3待上面的大火被撲滅,外面的侍衛趕緊下來營救,等他們下來,發現場面安逸得嚇人,慕從錦和錢珞瑾正用燒焦的木棍在石頭上畫圖下五子棋。
皇上對麗貴妃母子倆的溺愛程度到了喪心病狂的程度,也是麗貴妃本身下了一手好棋,麗貴妃比別人更清楚皇上當年做庶皇長子時的心酸往事,知道皇上對嫡庶和健康的忌諱,授意自己麾下的幾位大臣在朝堂上催皇帝立太子,並說嫡庶有別,二皇子雖年長又賢德,畢竟不是皇后生的,祖宗留下的規矩,當立嫡子,果然惹得皇上龍顏大怒。
皇上怎能不生氣,這幫大臣不僅覺得他快死了,還諷刺他的出身,轉念又想,會不會是皇后搗的鬼?由於皇上自己童年黑暗的記憶,他一直覺得天下皇后都不是好人,肯定在他沒注意的時候沒少欺負他可憐的麗貴妃。
這次二皇子敢明目張膽在圍獵時襲擊慕從錦也是做了兩手準備,那幫侍衛都是他在外面偷偷養的,沒人證物證,六皇子要是空口白牙地告發他,他只要死不承認,加上外面的大臣不停給皇帝上眼藥,皇上反而會懷疑到皇后頭上。因為皇上當年就這麼被自己的嫡出皇弟誣告密謀行刺,差點丟了性命。
慕從錦穿越來之後沒少打聽宮裡的秘辛,當然不上二皇子的當,只說被一夥不知身份的侍衛打扮的人襲擊,只口未提二皇子三個字。二皇子如今的風光就是靠著皇上的情感投射,慕從錦才不想給二皇子的煽情道路添磚加瓦。
得知珞瑾被行刺還差點被燒死,謝夫人心都要嚇出來了,要是珞瑾有個好歹,她可怎麼跟錢夫人交代。
倖存下來的受傷侍衛都被定為護駕有功,加了俸祿,慕從錦趁機為他們求請升職,他這是要培植自己的勢力,這次要不是他從小就格外注意培植親信,說不定真能被二皇子得手。
慕從錦也給錢珞瑾安排了任務,讓珞瑾一定要盯住鎮國公府,千萬不能讓鎮國公府倒向麗貴妃。
其實麗貴妃也好慕從錦也好都不瞭解謝老太爺的性格,謝老太爺是條鐵錚錚的漢子,越是逼迫他,反而骨頭越硬,麗貴妃拿著鞭子去抽打也只能得到反效果。
安廣侯夫人的生辰,謝夫人帶了謝夢華和錢珞瑾一起去,這次沒給兩人穿一樣的衣服,給謝夢華單獨準備的是更俏麗的緗色衣服,原因不言而喻。
安廣侯有個嫡子比謝夢華大兩歲,今年剛進了太學。

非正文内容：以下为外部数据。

use ratatui::{
    layout::Rect,
    style::Color,
    style::Style,
    text::{Line, Span},
    widgets::{Block, Borders, Clear, Paragraph},
    Frame,
};

const KEYS: &[(&str, &str)] = &[
    ("↑/↓ or j/k", "Move between changes"),
    ("space", "Select / deselect change"),
    ("enter or a", "Apply selected changes"),
    ("r", "Retry after a failure, otherwise rescan"),
    ("?", "Show / hide this help"),
    ("q / Esc / Ctrl-C", "Close the review"),
];

pub fn draw_help(area: Rect, f: &mut Frame) {
    let mut lines = vec![Line::from("Keybinds:")];
    for (key, what) in KEYS {
        lines.push(Line::from(vec![
            Span::raw("  "),
            Span::styled(format!("{key:<18}"), Style::default().fg(Color::Magenta)),
            Span::raw(*what),
        ]));
    }
    lines.push(Line::from(""));
    lines.push(Line::from(Span::styled(
        "Closing is ignored while changes are being applied.",
        Style::default().fg(Color::Gray),
    )));

    let p = Paragraph::new(lines).block(Block::default().borders(Borders::ALL).title("Help"));
    f.render_widget(Clear, area);
    f.render_widget(p, area);
}
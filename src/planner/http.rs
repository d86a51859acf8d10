use super::{Planner, PlannerError};
use crate::model::{ApplyResult, ProposedChange, ReviewConfig, ReviewContext, RunResult};
use async_trait::async_trait;
use reqwest::{Client, Response};
use serde::de::DeserializeOwned;
use serde::Serialize;

#[derive(Serialize)]
#[serde(rename_all = "camelCase")]
struct ApplyRequest<'a> {
    #[serde(skip_serializing_if = "Option::is_none")]
    plan_id: Option<&'a str>,
    changes: &'a [ProposedChange],
}

/// Planner service reached over JSON/HTTP.
///
/// `POST {base}/run` receives the review context and answers with a run
/// result; `POST {base}/apply` receives the plan id and the selected changes.
pub struct HttpPlanner {
    http: Client,
    base_url: String,
    context: ReviewContext,
}

impl HttpPlanner {
    pub fn new(cfg: &ReviewConfig) -> Result<Self, PlannerError> {
        let http = Client::builder()
            .user_agent(cfg.user_agent.clone())
            .timeout(cfg.request_timeout)
            .build()?;
        Ok(Self {
            http,
            base_url: cfg.base_url.trim_end_matches('/').to_string(),
            context: cfg.context.clone(),
        })
    }

    fn url(&self, path: &str) -> String {
        format!("{}/{}", self.base_url, path)
    }

    async fn post<B, T>(&self, path: &str, body: &B) -> Result<T, PlannerError>
    where
        B: Serialize + ?Sized,
        T: DeserializeOwned,
    {
        let url = self.url(path);
        tracing::debug!(%url, "planner request");
        let resp = self.http.post(&url).json(body).send().await?;
        decode(resp).await
    }
}

async fn decode<T: DeserializeOwned>(resp: Response) -> Result<T, PlannerError> {
    let status = resp.status();
    let body = resp.text().await?;
    if !status.is_success() {
        return Err(error_from_body(status.as_u16(), &body));
    }
    Ok(serde_json::from_str(&body)?)
}

/// Pull a message out of an error response: JSON `detail` or `error`, else the
/// raw body, else just the status.
fn error_from_body(status: u16, body: &str) -> PlannerError {
    if let Ok(value) = serde_json::from_str::<serde_json::Value>(body) {
        let field = ["detail", "error"]
            .iter()
            .find_map(|key| value.get(*key).and_then(|v| v.as_str()))
            .filter(|s| !s.trim().is_empty());
        if let Some(msg) = field {
            return PlannerError::rejected(msg);
        }
    }
    let body = body.trim();
    if body.is_empty() {
        PlannerError::Status { status }
    } else {
        PlannerError::rejected(body)
    }
}

#[async_trait]
impl Planner for HttpPlanner {
    async fn run(&self) -> Result<RunResult, PlannerError> {
        self.post("run", &self.context).await
    }

    async fn apply(
        &self,
        plan_id: Option<String>,
        changes: Vec<ProposedChange>,
    ) -> Result<ApplyResult, PlannerError> {
        let body = ApplyRequest {
            plan_id: plan_id.as_deref(),
            changes: &changes,
        };
        self.post("apply", &body).await
    }
}

#[cfg(test)]
mod tests {
    use super::*;
    use crate::model::ChangeKind;
    use std::time::Duration;
    use wiremock::matchers::{body_partial_json, method, path};
    use wiremock::{Mock, MockServer, ResponseTemplate};

    fn config(base_url: String) -> ReviewConfig {
        ReviewConfig {
            base_url,
            context: ReviewContext {
                window_start: "2024-09-02".into(),
                window_end: "2024-09-16".into(),
                people: vec!["Ada".into()],
            },
            min_loading: Duration::from_millis(450),
            notification_duration: Duration::from_millis(2800),
            request_timeout: Duration::from_secs(5),
            telemetry_url: None,
            user_agent: "plan-review/test".into(),
        }
    }

    #[test]
    fn error_body_prefers_detail_then_error_then_text() {
        let e = error_from_body(500, r#"{"detail": "Failed to suggest plan"}"#);
        assert_eq!(e.to_string(), "Failed to suggest plan");
        let e = error_from_body(400, r#"{"error": "bad window"}"#);
        assert_eq!(e.to_string(), "bad window");
        let e = error_from_body(502, "upstream down\n");
        assert_eq!(e.to_string(), "upstream down");
        let e = error_from_body(503, "");
        assert_eq!(e.to_string(), "HTTP 503");
    }

    #[tokio::test]
    async fn run_posts_context_and_decodes_result() {
        let server = MockServer::start().await;
        Mock::given(method("POST"))
            .and(path("/ai/run"))
            .and(body_partial_json(serde_json::json!({
                "windowStart": "2024-09-02",
                "people": ["Ada"],
            })))
            .respond_with(ResponseTemplate::new(200).set_body_json(serde_json::json!({
                "changeCount": 1,
                "changes": [{"id": "c1", "kind": "add", "label": "Add reading"}],
                "planId": "p1",
            })))
            .expect(1)
            .mount(&server)
            .await;

        let planner = HttpPlanner::new(&config(format!("{}/ai/", server.uri()))).expect("client");
        let result = planner.run().await.expect("run");
        assert_eq!(result.change_count, 1);
        assert_eq!(result.changes[0].kind, ChangeKind::Add);
        assert_eq!(result.plan_id.as_deref(), Some("p1"));
    }

    #[tokio::test]
    async fn apply_sends_plan_id_with_changes() {
        let server = MockServer::start().await;
        Mock::given(method("POST"))
            .and(path("/apply"))
            .and(body_partial_json(serde_json::json!({
                "planId": "p1",
            })))
            .respond_with(ResponseTemplate::new(200).set_body_json(serde_json::json!({
                "applied": 1,
                "failed": 0,
                "ids": ["a"],
            })))
            .expect(1)
            .mount(&server)
            .await;

        let change = ProposedChange {
            id: "a".into(),
            kind: ChangeKind::Add,
            label: "A".into(),
            when: None,
            before: None,
            after: None,
            child: None,
            subject: None,
            plan_id: Some("p1".into()),
        };
        let planner = HttpPlanner::new(&config(server.uri())).expect("client");
        let res = planner
            .apply(Some("p1".into()), vec![change])
            .await
            .expect("apply");
        assert_eq!(res.applied, 1);
        assert_eq!(res.ids, Some(vec!["a".to_string()]));
    }

    #[tokio::test]
    async fn apply_rejection_surfaces_server_detail() {
        let server = MockServer::start().await;
        Mock::given(method("POST"))
            .and(path("/apply"))
            .respond_with(
                ResponseTemplate::new(500)
                    .set_body_json(serde_json::json!({"detail": "Failed to approve changes: conflict"})),
            )
            .mount(&server)
            .await;

        let planner = HttpPlanner::new(&config(server.uri())).expect("client");
        let err = planner.apply(None, Vec::new()).await.expect_err("should reject");
        assert_eq!(
            err.message().as_deref(),
            Some("Failed to approve changes: conflict")
        );
    }
}
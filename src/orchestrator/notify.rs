use serde::{Deserialize, Serialize};
use std::time::Duration;
use tokio::time::Instant;

pub const DEFAULT_NOTIFICATION_DURATION: Duration = Duration::from_millis(2800);

#[derive(Debug, Clone, Copy, PartialEq, Eq, Serialize, Deserialize)]
#[serde(rename_all = "lowercase")]
pub enum NotificationKind {
    Info,
    Success,
    Error,
}

#[derive(Debug, Clone, PartialEq, Eq, Serialize, Deserialize)]
pub struct Notification {
    pub kind: NotificationKind,
    pub message: String,
    #[serde(with = "humantime_serde")]
    pub duration: Duration,
}

/// Single-slot, auto-expiring status message.
///
/// The hide timer is the `hide_at` deadline: `show` overwrites it, which is
/// what cancels a previous message's pending hide. Whoever owns the channel
/// waits on `deadline()` and calls `expire`.
#[derive(Debug, Default)]
pub struct NotificationChannel {
    live: Option<Notification>,
    hide_at: Option<Instant>,
}

impl NotificationChannel {
    pub fn show(&mut self, kind: NotificationKind, message: impl Into<String>, duration: Duration) {
        let message = message.into();
        tracing::debug!(?kind, %message, "notification");
        self.hide_at = Some(Instant::now() + duration);
        self.live = Some(Notification {
            kind,
            message,
            duration,
        });
    }

    pub fn current(&self) -> Option<&Notification> {
        self.live.as_ref()
    }

    pub fn deadline(&self) -> Option<Instant> {
        self.hide_at
    }

    /// Clear the live message if its deadline has passed at `now`.
    pub fn expire(&mut self, now: Instant) -> bool {
        match self.hide_at {
            Some(at) if now >= at => {
                self.clear();
                true
            }
            _ => false,
        }
    }

    pub fn clear(&mut self) {
        self.live = None;
        self.hide_at = None;
    }
}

不過別光看侯府世子和公府小姐挺登對的,這門親事反而是謝夫人更上趕著些,因為威國公府那邊也看重了這個安廣侯世子。
去安廣侯府前,謝夫人又囑咐了謝夢華一大堆東西,都不過是些車□轆話,謝夢華已經是個大方得體的少女,並不需要謝夫人多操心什麼。
當年謝老太爺一句「大不了讓謖元娶了她,親上加親」讓錢珞瑾成了都中名媛圈混臉熟的常客,去那些侯夫人官太太家裡跟逛後花園似的。
錢珞瑾是很愛來安廣侯府的,因為這位安廣侯夫人……是個十足的八婆,整個都中的八卦彷彿都從她一個人嘴裡說出來的,尤其是喝點小酒,那嘴就得吧得吧停不下來。小到誰家漢子偷人,大到宮中秘辛,閒話都讓她一個人說盡了,要不是她老公是凶神惡煞的安廣侯,珞瑾懷疑她早被人打死了。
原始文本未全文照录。